BEGIN

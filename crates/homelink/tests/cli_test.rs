//! Integration tests for the `homelink` binary.
//!
//! Argument parsing, help output, completions, config management and the
//! REST-backed history command, without a live Home Assistant instance.
#![allow(clippy::unwrap_used)]

use std::path::Path;

use assert_cmd::cargo::cargo_bin_cmd;
use predicates::prelude::*;
use serde_json::{Value, json};
use wiremock::matchers::{header, method, path_regex, query_param};
use wiremock::{Mock, MockServer, ResponseTemplate};

// ── Helpers ─────────────────────────────────────────────────────────

/// Build a [`Command`] for the `homelink` binary with env isolation.
///
/// Clears all `HOMELINK_*` env vars and points config directories at a
/// nonexistent path so tests never touch the user's real configuration.
fn homelink_cmd() -> assert_cmd::Command {
    let mut cmd = cargo_bin_cmd!("homelink");
    cmd.env("HOME", "/tmp/homelink-cli-test-nonexistent")
        .env("XDG_CONFIG_HOME", "/tmp/homelink-cli-test-nonexistent")
        .env_remove("HOMELINK_PROFILE")
        .env_remove("HOMELINK_URL")
        .env_remove("HOMELINK_TOKEN")
        .env_remove("HOMELINK_CONFIG")
        .env_remove("HOMELINK_OUTPUT")
        .env_remove("HOMELINK_INSECURE")
        .env_remove("HOMELINK_TIMEOUT")
        .env_remove("HOMELINK_RELAY")
        .env_remove("RUST_LOG");
    cmd
}

/// Same, with `--config` pointing at `file`.
fn with_config(file: &Path) -> assert_cmd::Command {
    let mut cmd = homelink_cmd();
    cmd.arg("--config").arg(file);
    cmd
}

fn combined_output(output: &std::process::Output) -> String {
    let stdout = String::from_utf8_lossy(&output.stdout);
    let stderr = String::from_utf8_lossy(&output.stderr);
    format!("{stdout}{stderr}")
}

// ── Basic invocation ────────────────────────────────────────────────

#[test]
fn test_no_args_shows_help() {
    let output = homelink_cmd().output().unwrap();
    assert_eq!(output.status.code(), Some(2));
    let text = combined_output(&output);
    assert!(text.contains("Usage"), "Expected 'Usage' in output:\n{text}");
}

#[test]
fn test_help_lists_commands() {
    homelink_cmd().arg("--help").assert().success().stdout(
        predicate::str::contains("serve")
            .and(predicate::str::contains("states"))
            .and(predicate::str::contains("call"))
            .and(predicate::str::contains("history"))
            .and(predicate::str::contains("watch")),
    );
}

#[test]
fn test_version_flag() {
    homelink_cmd()
        .arg("--version")
        .assert()
        .success()
        .stdout(predicate::str::contains("homelink"));
}

#[test]
fn test_invalid_subcommand() {
    homelink_cmd().arg("frobnicate").assert().code(2);
}

#[test]
fn test_invalid_output_format() {
    homelink_cmd()
        .args(["--output", "xml", "states"])
        .assert()
        .code(2)
        .stderr(predicate::str::contains("xml"));
}

#[test]
fn test_history_start_requires_end() {
    homelink_cmd()
        .args(["history", "sensor.power", "--start", "2026-02-10T00:00:00Z"])
        .assert()
        .code(2);
}

// ── Shell completions ───────────────────────────────────────────────

#[test]
fn test_completions_bash() {
    homelink_cmd()
        .args(["completions", "bash"])
        .assert()
        .success()
        .stdout(predicate::str::contains("homelink"));
}

#[test]
fn test_completions_zsh() {
    homelink_cmd()
        .args(["completions", "zsh"])
        .assert()
        .success()
        .stdout(predicate::str::is_empty().not());
}

// ── Configuration ───────────────────────────────────────────────────

#[test]
fn test_config_path_honours_flag() {
    let dir = tempfile::tempdir().unwrap();
    let file = dir.path().join("config.toml");
    with_config(&file)
        .args(["config", "path"])
        .assert()
        .success()
        .stdout(predicate::str::contains(file.display().to_string()));
}

#[test]
fn test_config_init_then_profiles_and_show() {
    let dir = tempfile::tempdir().unwrap();
    let file = dir.path().join("nested").join("config.toml");

    with_config(&file)
        .args([
            "--token",
            "plain-secret",
            "config",
            "init",
            "--name",
            "home",
            "--base-url",
            "http://homeassistant.local:8123",
            "--default",
        ])
        .assert()
        .success();
    assert!(file.exists());

    let output = with_config(&file)
        .args(["-o", "json", "config", "profiles"])
        .output()
        .unwrap();
    assert!(output.status.success());
    let profiles: Value = serde_json::from_slice(&output.stdout).unwrap();
    assert_eq!(
        profiles,
        json!([{ "name": "home", "url": "http://homeassistant.local:8123", "default": true }])
    );

    with_config(&file)
        .args(["config", "show"])
        .assert()
        .success()
        .stdout(predicate::str::contains("********").and(predicate::str::contains("plain-secret").not()));
}

#[test]
fn test_config_use_unknown_profile() {
    let dir = tempfile::tempdir().unwrap();
    let file = dir.path().join("config.toml");
    with_config(&file)
        .args(["config", "use", "lab"])
        .assert()
        .code(2)
        .stderr(predicate::str::contains("Profile 'lab' not found"));
}

// ── Backend commands without a backend ──────────────────────────────

#[test]
fn test_states_without_config_is_usage_error() {
    let dir = tempfile::tempdir().unwrap();
    with_config(&dir.path().join("config.toml"))
        .arg("states")
        .assert()
        .code(2)
        .stderr(predicate::str::contains("No backend configured"));
}

#[test]
fn test_states_without_token_is_auth_error() {
    let dir = tempfile::tempdir().unwrap();
    let file = dir.path().join("config.toml");
    std::fs::write(
        &file,
        "default_profile = \"home\"\n\n[profiles.home]\nurl = \"http://127.0.0.1:9\"\ntoken_env = \"HOMELINK_TEST_UNSET_TOKEN\"\n",
    )
    .unwrap();

    // The keyring may be unavailable here; either way no token resolves.
    with_config(&file)
        .env_remove("HOMELINK_TEST_UNSET_TOKEN")
        .arg("states")
        .assert()
        .code(3)
        .stderr(predicate::str::contains("No access token"));
}

#[test]
fn test_states_unreachable_backend_is_connection_error() {
    let dir = tempfile::tempdir().unwrap();
    with_config(&dir.path().join("config.toml"))
        .args(["--url", "http://127.0.0.1:9", "--token", "tok", "states"])
        .assert()
        .code(7)
        .stderr(predicate::str::contains("Could not connect"));
}

// ── History over REST ───────────────────────────────────────────────

#[tokio::test(flavor = "multi_thread")]
async fn test_history_renders_backend_entries() {
    let server = MockServer::start().await;
    Mock::given(method("GET"))
        .and(path_regex(r"^/api/history/period/2026-02-10T00"))
        .and(query_param("filter_entity_id", "sensor.power"))
        .and(query_param("end_time", "2026-02-11T00:00:00Z"))
        .and(header("authorization", "Bearer tok"))
        .respond_with(ResponseTemplate::new(200).set_body_json(json!([[
            { "entity_id": "sensor.power", "state": "120", "last_changed": "2026-02-10T01:00:00+00:00" },
            { "entity_id": "sensor.power", "state": "135", "last_changed": "2026-02-10T02:00:00+00:00" }
        ]])))
        .expect(1)
        .mount(&server)
        .await;

    let dir = tempfile::tempdir().unwrap();
    let file = dir.path().join("config.toml");
    let url = server.uri();

    let output = tokio::task::spawn_blocking(move || {
        with_config(&file)
            .args([
                "--url",
                &url,
                "--token",
                "tok",
                "-o",
                "plain",
                "history",
                "sensor.power",
                "--start",
                "2026-02-10T00:00:00Z",
                "--end",
                "2026-02-11T00:00:00Z",
            ])
            .output()
            .unwrap()
    })
    .await
    .unwrap();

    assert!(output.status.success(), "{}", combined_output(&output));
    assert_eq!(String::from_utf8_lossy(&output.stdout), "120\n135\n");
}

#[tokio::test(flavor = "multi_thread")]
async fn test_history_upstream_404_maps_to_not_found() {
    let server = MockServer::start().await;
    Mock::given(method("GET"))
        .and(path_regex(r"^/api/history/period/"))
        .respond_with(ResponseTemplate::new(404))
        .mount(&server)
        .await;

    let dir = tempfile::tempdir().unwrap();
    let file = dir.path().join("config.toml");
    let url = server.uri();

    let output = tokio::task::spawn_blocking(move || {
        with_config(&file)
            .args(["--url", &url, "--token", "tok", "history", "sensor.power", "--since", "2h"])
            .output()
            .unwrap()
    })
    .await
    .unwrap();

    assert_eq!(output.status.code(), Some(4), "{}", combined_output(&output));
}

END

**EXERCISE BRIEF:** Copy out every line of the material above that contains the string "plain".

**OUTPUT FOR THIS TASK:**
            "plain-secret",
        .stdout(predicate::str::contains("********").and(predicate::str::contains("plain-secret").not()));
                "plain",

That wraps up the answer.